Jury finds man guilty in two of three drug-related chargesA Davison County jury found a Mitchell man guilty of two of three drug-related charges Friday after a roughly two-day trial. David W. Richey, 39, was convicted of felony cocaine possession and misdemeanor drug paraphernalia possession.
By: Melanie Brandert, The Daily Republic
A Davison County jury found a Mitchell man guilty of two of three drug-related charges Friday after a roughly two-day trial.
David W. Richey, 39, was convicted of felony cocaine possession and misdemeanor drug paraphernalia possession. A seven-man, five-woman jury acquitted him of misdemeanor marijuana possession, handing in a verdict in two hours after receiving the case at 12:10 p.m.
Richey pleaded not guilty to the charges in September after being indicted in August for a July 22 incident.
Mitchell police received a Crime Stoppers tip about alleged drug use at Richey’s business — Dave’s Recovery, 719 N. Sanborn Blvd. Officers found drug paraphernalia with cocaine residue during a search.
Doug Barnett, assistant attorney general, who prosecuted the case along with co-counsel Katie Hansen, said they were pleased with the verdict, especially with the conviction on the cocaine charge.
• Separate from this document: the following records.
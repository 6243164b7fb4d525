//! Row-oriented record store consumed by the repositories.
//!
//! Records are JSON objects keyed by column name. The repositories only see
//! the [`Store`] trait; [`sqlite::SqliteStore`] is the bundled backend.

pub mod sqlite;

use serde_json::{Map, Value};
use std::fmt;
use thiserror::Error;

pub use sqlite::{Provision, SqliteStore};

/// One row, keyed by column name
pub type Record = Map<String, Value>;

#[derive(Debug, Clone, Copy, PartialEq, Eq, Hash)]
pub enum Collection {
    MoodEntries,
    RelationshipEvents,
}

impl Collection {
    pub fn table(&self) -> &'static str {
        match self {
            Collection::MoodEntries => "mood_entries",
            Collection::RelationshipEvents => "relationship_events",
        }
    }
}

impl fmt::Display for Collection {
    fn fmt(&self, f: &mut fmt::Formatter<'_>) -> fmt::Result {
        f.write_str(self.table())
    }
}

#[derive(Debug, Clone, PartialEq, Eq)]
pub struct OrderBy {
    pub field: &'static str,
    pub ascending: bool,
}

impl OrderBy {
    pub fn asc(field: &'static str) -> Self {
        Self { field, ascending: true }
    }

    pub fn desc(field: &'static str) -> Self {
        Self { field, ascending: false }
    }
}

#[derive(Debug, Error)]
pub enum StoreError {
    /// The record names a field the collection's schema does not have
    #[error("Column '{field}' does not exist in {collection}")]
    Schema { collection: Collection, field: String },
    #[error("No row with id '{id}' in {collection}")]
    NotFound { collection: Collection, id: String },
    #[error("SQLite error: {0}")]
    SqliteError(#[from] rusqlite::Error),
    #[error("Failed to encode value: {0}")]
    EncodeError(#[from] serde_json::Error),
    #[error("Store error: {0}")]
    Backend(String),
}

impl StoreError {
    /// Field named by a schema error, if this is one
    pub fn schema_field(&self) -> Option<&str> {
        match self {
            StoreError::Schema { field, .. } => Some(field),
            _ => None,
        }
    }

    pub fn is_not_found(&self) -> bool {
        matches!(self, StoreError::NotFound { .. })
    }
}

/// CRUD over named collections. Every call is one round trip and may fail.
pub trait Store {
    fn select(&self, collection: Collection, order: Option<OrderBy>) -> Result<Vec<Record>, StoreError>;

    fn select_by_id(&self, collection: Collection, id: &str) -> Result<Record, StoreError>;

    /// Insert and return the stored row, including store-assigned fields
    fn insert(&self, collection: Collection, record: Record) -> Result<Record, StoreError>;

    fn update(&self, collection: Collection, id: &str, changes: Record) -> Result<(), StoreError>;

    fn delete(&self, collection: Collection, id: &str) -> Result<(), StoreError>;
}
“We were hopeful to get the conviction on the marijuana (charge),” he said. “We certainly respect the jury’s decision.”
As for the acquittal on the marijuana charge, Barnett surmised that jurors just didn’t see enough evidence that Richey knowingly possessed that drug.
“There was more evidence of cocaine than marijuana. We present the case we have,” he said.
After the jury was released, an arraignment hearing occurred in the courthouse for a habitual offender charge that Barnett filed.
Richey has three prior felony convictions — third-degree burglary in Gregory County in March 1990, attempted third-degree burglary in Davison County in May 1993 and misappropriation of funds in March 2003 in Davison County, Barnett said.
Richey denied the habitual defender charge, so a trial date was set for Feb. 23.
If found guilty of being a habitual offender, he could face an enhanced prison sentence of up to 25 years and a $50,000 fine for the cocaine possession charge, Circuit Judge Tim Bjorkman said. Normally, the maximum is 10 years in prison and a $20,000 fine.
Neither Richey nor his lawyer, Phil Carlson, would comment on the verdict. Carlson also declined comment on the decision to deny the habitual offender charge.
Barnett asked for a $20,000 cash bond given the new felony conviction, habitual offender charge and a felony charge in Kingsbury County.
Carlson maintained that the $2,000 cash bond was suitable because Richey never had a violent felony and was no danger to the community. The lawyer told Bjorkman that his client would plead guilty next month to the insufficient funds check charge in Kingsbury County.
Bjorkman set bond at $10,000 cash. A sheriff’s deputy later took him into custody.
During the trial, the defense rested at 10:05 a.m. after calling the defendant and his brother, Darin, to the stand.
David Richey testified that he had no knowledge of any drugs or paraphernalia that law enforcement found in the upstairs apartment. He said he moved out of it last spring.
Five to seven employees had keys and access to an upstairs apartment where he sometimes lived and his children spent time playing video games, he said.
On cross examination, Barnett showed Richey photos in evidence and asked if he recognized several items, including clothes, furniture, a pipe that tested positive for marijuana, a scale, bags that tested positive for cocaine and marijuana and a box of tinfoil. He denied knowing items with a drug connection.
Richey testified under Barnett’s questioning that he failed to hear several cell phone calls from police nor officers knocking on his girlfriend’s door. He said he was unaware that law enforcement sought him until he received a voice mail while in Gregory to pick up his three older children, who were with family.
During closing arguments, Barnett told the jury that 20 pieces of drug-related items were taken from the apartment, with 10 testing positive for cocaine or marijuana.
He noted that Richey had everything at a table with a poker case to convert powder cocaine to crack cocaine to manufacture it.
“When you consider and recall testimony, consider the source and his motivation to lie. He is going to do anything to save his own neck,” Barnett said of Richey.
Carlson pointed out his client had no knowledge of drugs being used, and other employees had the opportunity to take drugs. He noted that police Det. Dean Knippling did not have DNA swabs tested and investigators found no usable fingerprints to link evidence to Richey.
“The state has not proved he was the one who did any of the stuff Mr. Barnett was talking about,” he said.